%%

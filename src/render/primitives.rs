use serde::{Deserialize, Serialize};

use crate::error::{ChartError, ChartResult};

/// RGBA color in normalized 0..=1 channel values.
#[derive(Debug, Clone, Copy, PartialEq, Serialize, Deserialize)]
pub struct Color {
    pub red: f64,
    pub green: f64,
    pub blue: f64,
    #[serde(default = "opaque_alpha")]
    pub alpha: f64,
}

fn opaque_alpha() -> f64 {
    1.0
}

impl Color {
    #[must_use]
    pub const fn rgba(red: f64, green: f64, blue: f64, alpha: f64) -> Self {
        Self {
            red,
            green,
            blue,
            alpha,
        }
    }

    #[must_use]
    pub const fn rgb(red: f64, green: f64, blue: f64) -> Self {
        Self::rgba(red, green, blue, 1.0)
    }

    /// Builds an opaque color from 8-bit channels.
    #[must_use]
    pub fn rgb8(red: u8, green: u8, blue: u8) -> Self {
        Self::rgb(
            f64::from(red) / 255.0,
            f64::from(green) / 255.0,
            f64::from(blue) / 255.0,
        )
    }

    /// Opaque gray for a 0..=255 gray level.
    #[must_use]
    pub fn gray(level: u8) -> Self {
        Self::rgb8(level, level, level)
    }

    pub fn validate(self) -> ChartResult<()> {
        for (channel, value) in [
            ("red", self.red),
            ("green", self.green),
            ("blue", self.blue),
            ("alpha", self.alpha),
        ] {
            if !value.is_finite() || !(0.0..=1.0).contains(&value) {
                return Err(ChartError::InvalidData(format!(
                    "color channel `{channel}` must be finite and in [0, 1]"
                )));
            }
        }
        Ok(())
    }

    #[must_use]
    pub fn to_hsv(self) -> Hsv {
        let max = self.red.max(self.green).max(self.blue);
        let min = self.red.min(self.green).min(self.blue);
        let delta = max - min;

        let hue = if delta <= 0.0 {
            0.0
        } else if max == self.red {
            60.0 * ((self.green - self.blue) / delta).rem_euclid(6.0)
        } else if max == self.green {
            60.0 * ((self.blue - self.red) / delta + 2.0)
        } else {
            60.0 * ((self.red - self.green) / delta + 4.0)
        };
        let saturation = if max <= 0.0 { 0.0 } else { delta / max };

        Hsv {
            hue: hue.rem_euclid(360.0),
            saturation,
            value: max,
        }
    }

    #[must_use]
    pub fn from_hsv(hsv: Hsv, alpha: f64) -> Self {
        let saturation = hsv.saturation.clamp(0.0, 1.0);
        let value = hsv.value.clamp(0.0, 1.0);
        let chroma = value * saturation;
        let sector = hsv.hue.rem_euclid(360.0) / 60.0;
        let x = chroma * (1.0 - (sector.rem_euclid(2.0) - 1.0).abs());
        let (red, green, blue) = match sector as u8 {
            0 => (chroma, x, 0.0),
            1 => (x, chroma, 0.0),
            2 => (0.0, chroma, x),
            3 => (0.0, x, chroma),
            4 => (x, 0.0, chroma),
            _ => (chroma, 0.0, x),
        };
        let offset = value - chroma;
        Self::rgba(red + offset, green + offset, blue + offset, alpha)
    }
}

/// Hue (degrees, 0..360), saturation and value (0..=1).
#[derive(Debug, Clone, Copy, PartialEq, Serialize, Deserialize)]
pub struct Hsv {
    pub hue: f64,
    pub saturation: f64,
    pub value: f64,
}

/// Axis-aligned filled rectangle in pixel space.
#[derive(Debug, Clone, Copy, PartialEq)]
pub struct RectPrimitive {
    pub x: f64,
    pub y: f64,
    pub width: f64,
    pub height: f64,
    pub fill_color: Color,
    pub antialias: bool,
}

impl RectPrimitive {
    #[must_use]
    pub const fn new(x: f64, y: f64, width: f64, height: f64, fill_color: Color) -> Self {
        Self {
            x,
            y,
            width,
            height,
            fill_color,
            antialias: false,
        }
    }

    pub fn validate(self) -> ChartResult<()> {
        if !self.x.is_finite()
            || !self.y.is_finite()
            || !self.width.is_finite()
            || !self.height.is_finite()
        {
            return Err(ChartError::InvalidData(
                "rect geometry must be finite".to_owned(),
            ));
        }
        if self.width < 0.0 || self.height < 0.0 {
            return Err(ChartError::InvalidData(
                "rect size must be >= 0".to_owned(),
            ));
        }
        self.fill_color.validate()
    }
}

/// Draw command for one straight stroke in pixel space.
#[derive(Debug, Clone, Copy, PartialEq)]
pub struct LinePrimitive {
    pub x1: f64,
    pub y1: f64,
    pub x2: f64,
    pub y2: f64,
    pub stroke_width: f64,
    pub color: Color,
    pub antialias: bool,
}

impl LinePrimitive {
    #[must_use]
    pub const fn new(x1: f64, y1: f64, x2: f64, y2: f64, stroke_width: f64, color: Color) -> Self {
        Self {
            x1,
            y1,
            x2,
            y2,
            stroke_width,
            color,
            antialias: true,
        }
    }

    #[must_use]
    pub const fn crisp(mut self) -> Self {
        self.antialias = false;
        self
    }

    pub fn validate(self) -> ChartResult<()> {
        if !self.x1.is_finite()
            || !self.y1.is_finite()
            || !self.x2.is_finite()
            || !self.y2.is_finite()
        {
            return Err(ChartError::InvalidData(
                "line coordinates must be finite".to_owned(),
            ));
        }
        validate_stroke_width(self.stroke_width, "line")?;
        self.color.validate()
    }
}

/// Cubic Bezier stroke from `start` to `end` through two control points.
#[derive(Debug, Clone, Copy, PartialEq)]
pub struct CurvePrimitive {
    pub start: (f64, f64),
    pub control1: (f64, f64),
    pub control2: (f64, f64),
    pub end: (f64, f64),
    pub stroke_width: f64,
    pub color: Color,
    pub antialias: bool,
}

impl CurvePrimitive {
    /// Horizontal-tangent S-curve between two points, the shape used to join
    /// storyline stubs in neighbouring columns.
    #[must_use]
    pub fn s_curve(start: (f64, f64), end: (f64, f64), stroke_width: f64, color: Color) -> Self {
        let mid_x = (start.0 + end.0) / 2.0;
        Self {
            start,
            control1: (mid_x, start.1),
            control2: (mid_x, end.1),
            end,
            stroke_width,
            color,
            antialias: true,
        }
    }

    pub fn validate(self) -> ChartResult<()> {
        for (x, y) in [self.start, self.control1, self.control2, self.end] {
            if !x.is_finite() || !y.is_finite() {
                return Err(ChartError::InvalidData(
                    "curve points must be finite".to_owned(),
                ));
            }
        }
        validate_stroke_width(self.stroke_width, "curve")?;
        self.color.validate()
    }
}

/// Circular arc stroke. Angles are radians, clockwise in screen space as in Cairo.
#[derive(Debug, Clone, Copy, PartialEq)]
pub struct ArcPrimitive {
    pub center_x: f64,
    pub center_y: f64,
    pub radius: f64,
    pub start_angle: f64,
    pub end_angle: f64,
    pub stroke_width: f64,
    pub color: Color,
    pub antialias: bool,
}

impl ArcPrimitive {
    pub fn validate(self) -> ChartResult<()> {
        if !self.center_x.is_finite()
            || !self.center_y.is_finite()
            || !self.start_angle.is_finite()
            || !self.end_angle.is_finite()
        {
            return Err(ChartError::InvalidData(
                "arc geometry must be finite".to_owned(),
            ));
        }
        if !self.radius.is_finite() || self.radius <= 0.0 {
            return Err(ChartError::InvalidData(
                "arc radius must be finite and > 0".to_owned(),
            ));
        }
        validate_stroke_width(self.stroke_width, "arc")?;
        self.color.validate()
    }
}

/// Horizontal text alignment relative to `TextPrimitive::x`.
#[derive(Debug, Clone, Copy, PartialEq, Eq)]
pub enum TextHAlign {
    Left,
    Center,
    Right,
}

/// Draw command for one label in pixel space. `y` is the text's vertical center.
#[derive(Debug, Clone, PartialEq)]
pub struct TextPrimitive {
    pub text: String,
    pub x: f64,
    pub y: f64,
    pub font_size_px: f64,
    pub color: Color,
    pub h_align: TextHAlign,
    pub antialias: bool,
}

impl TextPrimitive {
    #[must_use]
    pub fn new(
        text: impl Into<String>,
        x: f64,
        y: f64,
        font_size_px: f64,
        color: Color,
        h_align: TextHAlign,
    ) -> Self {
        Self {
            text: text.into(),
            x,
            y,
            font_size_px,
            color,
            h_align,
            antialias: false,
        }
    }

    pub fn validate(&self) -> ChartResult<()> {
        if self.text.is_empty() {
            return Err(ChartError::InvalidData(
                "text primitive must not be empty".to_owned(),
            ));
        }
        if !self.x.is_finite() || !self.y.is_finite() {
            return Err(ChartError::InvalidData(
                "text coordinates must be finite".to_owned(),
            ));
        }
        if !self.font_size_px.is_finite() || self.font_size_px <= 0.0 {
            return Err(ChartError::InvalidData(
                "font size must be finite and > 0".to_owned(),
            ));
        }
        self.color.validate()
    }
}

fn validate_stroke_width(stroke_width: f64, kind: &str) -> ChartResult<()> {
    if !stroke_width.is_finite() || stroke_width <= 0.0 {
        return Err(ChartError::InvalidData(format!(
            "{kind} stroke width must be finite and > 0"
        )));
    }
    Ok(())
}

%%

_Exercise brief_.
Each line of the records with the word "Horizontal" in it is to be copied.

_Task solution_.
    /// Horizontal-tangent S-curve between two points, the shape used to join
/// Horizontal text alignment relative to `TextPrimitive::x`.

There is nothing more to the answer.